How to control project costs while managing quality, schedule


Rosslyn Grove residential project in Nairobi. [File, Standard]

In the changing real estate market, where construction projects do not comply to time schedules and exceed budget, cost control within these endeavours has emerged as a pivotal aspect of project management.

Following the excitement of contract signings and the initial release of funds, the focus sharply shifts to the stringent management of costs.

This is, is to prevent any deviations from the stipulated budget, thus safeguarding the financial interests of the client or developer.

According to Patrick Mwangi, a construction manager and corporate communications and marketing executive of Association of Construction Managers of Kenya(ACMK), it’s imperative to note that the appraisals done during the feasibility study and implementation, hinge on the professional project management of these ventures.

“Yes, it can be Sh1 billion on paper and Sh2 billion in execution. However, through adept management, the highlighted strategies can be effectively implemented ensuring that the project remains within budget without compromising on its intended goals,” he says.

Mwangi says cost control is an intricate process that involves the rigorous monitoring, management, and reduction of expenses throughout the project’s lifecycle.

“Its primary aim is to ensure the completion of the project within the designated budget while adhering to the set quality standards and achieving the intended objectives,” he says.

He adds: “This aspect of project management is particularly crucial in the Kenyan context, where fluctuations in material costs and labour rates are common, making budget adherence a challenging task. Again, if you focus too much on price, you won’t match the quality.”

So, what should one do to control costs in a real estate project without compromising its quality and avoid delays in completion?

Establish clear payment terms

One of the foundational steps in effective cost control is the establishment of clear payment terms.

“This involves deciding the timing of payments, which can be aligned with project milestones or scheduled after fixed time intervals, such as monthly or bi-monthly, often with considerations for retention sums,” says Mwangi, while speaking to Real Estate in his office last week.

Milestone-based payments, for instance, he says are contingent upon the completion of specific stages of construction, such as casting the foundation, erecting walls, or applying the finishes.

This method, he added, ensures that funds are disbursed in tandem with tangible progress on the construction site.

Manage waste

Waste management is another critical component, where vigilant supervision is paramount to minimise material wastage, thereby curtailing the need for repeated purchases.

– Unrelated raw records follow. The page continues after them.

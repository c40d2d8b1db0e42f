//! linkwalk CLI
//!
//! Follow hypermedia link relations across HTTP resources.

use anyhow::Result;
use clap::{Parser, Subcommand};

use linkwalk::follow::{run_follow, FollowArgs};
use linkwalk::links::{run_links, LinksArgs};
use linkwalk::select::{run_select, SelectArgs};

#[derive(Parser)]
#[command(name = "linkwalk")]
#[command(author = "RoyalBit Inc.")]
#[command(version)]
#[command(about = "Follow hypermedia link relations across HTTP resources")]
#[command(long_about = "Resolves relations from RFC 5988 Link headers, falling back to <link> elements in XML bodies.\n\nCommands:\n  follow   Walk a chain of relations from a root URL\n  links    Report the relations each URL offers\n  select   Evaluate a path query against an XML resource")]
struct Cli {
    /// Log level (trace, debug, info, warn, error)
    #[arg(long, global = true, default_value = "warn")]
    log_level: String,

    #[command(subcommand)]
    command: Commands,
}

#[derive(Subcommand)]
enum Commands {
    /// Walk a chain of relations from a root URL
    Follow(FollowArgs),
    /// Report the Link header and body relations of URLs
    Links(LinksArgs),
    /// Evaluate a path query against an XML resource
    Select(SelectArgs),
}

#[tokio::main]
async fn main() -> Result<()> {
    let cli = Cli::parse();

    let filter = tracing_subscriber::EnvFilter::try_from_default_env()
        .unwrap_or_else(|_| tracing_subscriber::EnvFilter::new(&cli.log_level));
    tracing_subscriber::fmt()
        .with_env_filter(filter)
        .with_writer(std::io::stderr)
        .init();

    match cli.command {
        Commands::Follow(args) => run_follow(args).await,
        Commands::Links(args) => run_links(args).await,
        Commands::Select(args) => run_select(args).await,
    }
}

“A judicious approach to the utilisation of resources, such as the careful dismantling of formwork to allow for its reuse, can result in substantial cost savings. You have to be very keen with your contractor,” said Mwangi.

He added: “A float of Sh1 billion as contract sum creates an impression that everything is available and can be catered for. Shock on you when you sit down and pile up the little cutoffs of rebars, residuals in paint work or even mortar in the application. It’s a fortune.”

Risk management is a must

According to Mwangi, risk management, too, plays an indispensable role. This, he says is where you critically need a project manager since there is a tendency to be overly optimistic and underestimating turn of events altogether.

“Ideally, all potential risks are identified and mitigated during the planning phase. Nevertheless, unforeseen risks such as theft of materials or onsite accidents necessitate prompt action to minimise their financial impact. The theft of small items like nails, though seemingly minor, can cumulatively lead to significant extra costs. Keep in mind that projects don’t go wrong, they start wrong,” he said.

Labour control is significant

Mwangi says monitoring the productivity of the workforce is essential since a larger workforce does not necessarily equate to faster project completion and can lead to increased labour costs.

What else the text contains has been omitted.